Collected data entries
**********

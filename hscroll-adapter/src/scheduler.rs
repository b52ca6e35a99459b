use std::collections::VecDeque;

/// A handle to a scheduled frame callback or timeout.
///
/// Handles are only compared for identity; a controller ignores callbacks whose handle it no
/// longer holds.
#[derive(Clone, Copy, Debug, PartialEq, Eq, Hash, PartialOrd, Ord)]
#[cfg_attr(feature = "serde", derive(serde::Serialize, serde::Deserialize))]
pub struct TaskId(pub u64);

/// The host's cooperative scheduling primitives (e.g. `requestAnimationFrame` + `setTimeout`).
///
/// Nothing here blocks. When a scheduled task comes due the host calls back into the controller
/// (`Controller::on_frame` / `Controller::on_timeout`) with the same [`TaskId`].
pub trait Scheduler {
    /// Requests a single callback on the next animation frame.
    fn request_frame(&mut self) -> TaskId;

    /// Requests a single callback after `delay_ms`.
    fn set_timeout(&mut self, delay_ms: u64) -> TaskId;

    /// Cancels a pending frame or timeout. Unknown or already-fired handles are ignored.
    fn cancel(&mut self, task: TaskId);
}

impl<S: Scheduler + ?Sized> Scheduler for &mut S {
    fn request_frame(&mut self) -> TaskId {
        (**self).request_frame()
    }

    fn set_timeout(&mut self, delay_ms: u64) -> TaskId {
        (**self).set_timeout(delay_ms)
    }

    fn cancel(&mut self, task: TaskId) {
        (**self).cancel(task)
    }
}

/// A deterministic in-memory scheduler with a manually advanced clock.
///
/// Frames are delivered one at a time via [`ManualScheduler::take_frame`]; timeouts become due as
/// [`ManualScheduler::advance`] moves the clock. Useful for headless hosts (TUI loops, servers
/// rendering snapshots) and for tests.
#[derive(Clone, Debug)]
pub struct ManualScheduler {
    now_ms: u64,
    next_id: u64,
    frames: VecDeque<TaskId>,
    timers: Vec<(u64, TaskId)>,
}

impl ManualScheduler {
    pub fn new() -> Self {
        Self {
            now_ms: 0,
            next_id: 1,
            frames: VecDeque::new(),
            timers: Vec::new(),
        }
    }

    pub fn now_ms(&self) -> u64 {
        self.now_ms
    }

    pub fn pending_frames(&self) -> usize {
        self.frames.len()
    }

    pub fn pending_timers(&self) -> usize {
        self.timers.len()
    }

    pub fn is_idle(&self) -> bool {
        self.frames.is_empty() && self.timers.is_empty()
    }

    /// Pops the oldest requested frame.
    pub fn take_frame(&mut self) -> Option<TaskId> {
        self.frames.pop_front()
    }

    /// Moves the clock forward and returns the timeouts that came due, earliest first.
    pub fn advance(&mut self, ms: u64) -> Vec<TaskId> {
        self.now_ms = self.now_ms.saturating_add(ms);
        let now = self.now_ms;
        let mut due: Vec<(u64, TaskId)> = Vec::new();
        self.timers.retain(|&(deadline, task)| {
            if deadline <= now {
                due.push((deadline, task));
                false
            } else {
                true
            }
        });
        due.sort_unstable();
        due.into_iter().map(|(_, task)| task).collect()
    }

    fn alloc(&mut self) -> TaskId {
        let id = TaskId(self.next_id);
        self.next_id += 1;
        id
    }
}

impl Default for ManualScheduler {
    fn default() -> Self {
        Self::new()
    }
}

impl Scheduler for ManualScheduler {
    fn request_frame(&mut self) -> TaskId {
        let task = self.alloc();
        self.frames.push_back(task);
        task
    }

    fn set_timeout(&mut self, delay_ms: u64) -> TaskId {
        let task = self.alloc();
        self.timers.push((self.now_ms.saturating_add(delay_ms), task));
        task
    }

    fn cancel(&mut self, task: TaskId) {
        self.frames.retain(|&t| t != task);
        self.timers.retain(|&(_, t)| t != task);
    }
}

#[cfg(test)]
mod tests {
    use super::*;

    #[test]
    fn timers_fire_in_deadline_order() {
        let mut s = ManualScheduler::new();
        let late = s.set_timeout(50);
        let early = s.set_timeout(10);
        let never = s.set_timeout(500);

        assert!(s.advance(9).is_empty());
        assert_eq!(s.advance(41), vec![early, late]);
        s.cancel(never);
        assert!(s.is_idle());
    }

    #[test]
    fn cancelled_frame_is_not_delivered() {
        let mut s = ManualScheduler::new();
        let a = s.request_frame();
        let b = s.request_frame();
        s.cancel(a);
        assert_eq!(s.take_frame(), Some(b));
        assert_eq!(s.take_frame(), None);
    }
}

**********

### Work instructions
Each line above holding the word "timeouts" counts; reply with how many there are, only the number.

### Output of the task
2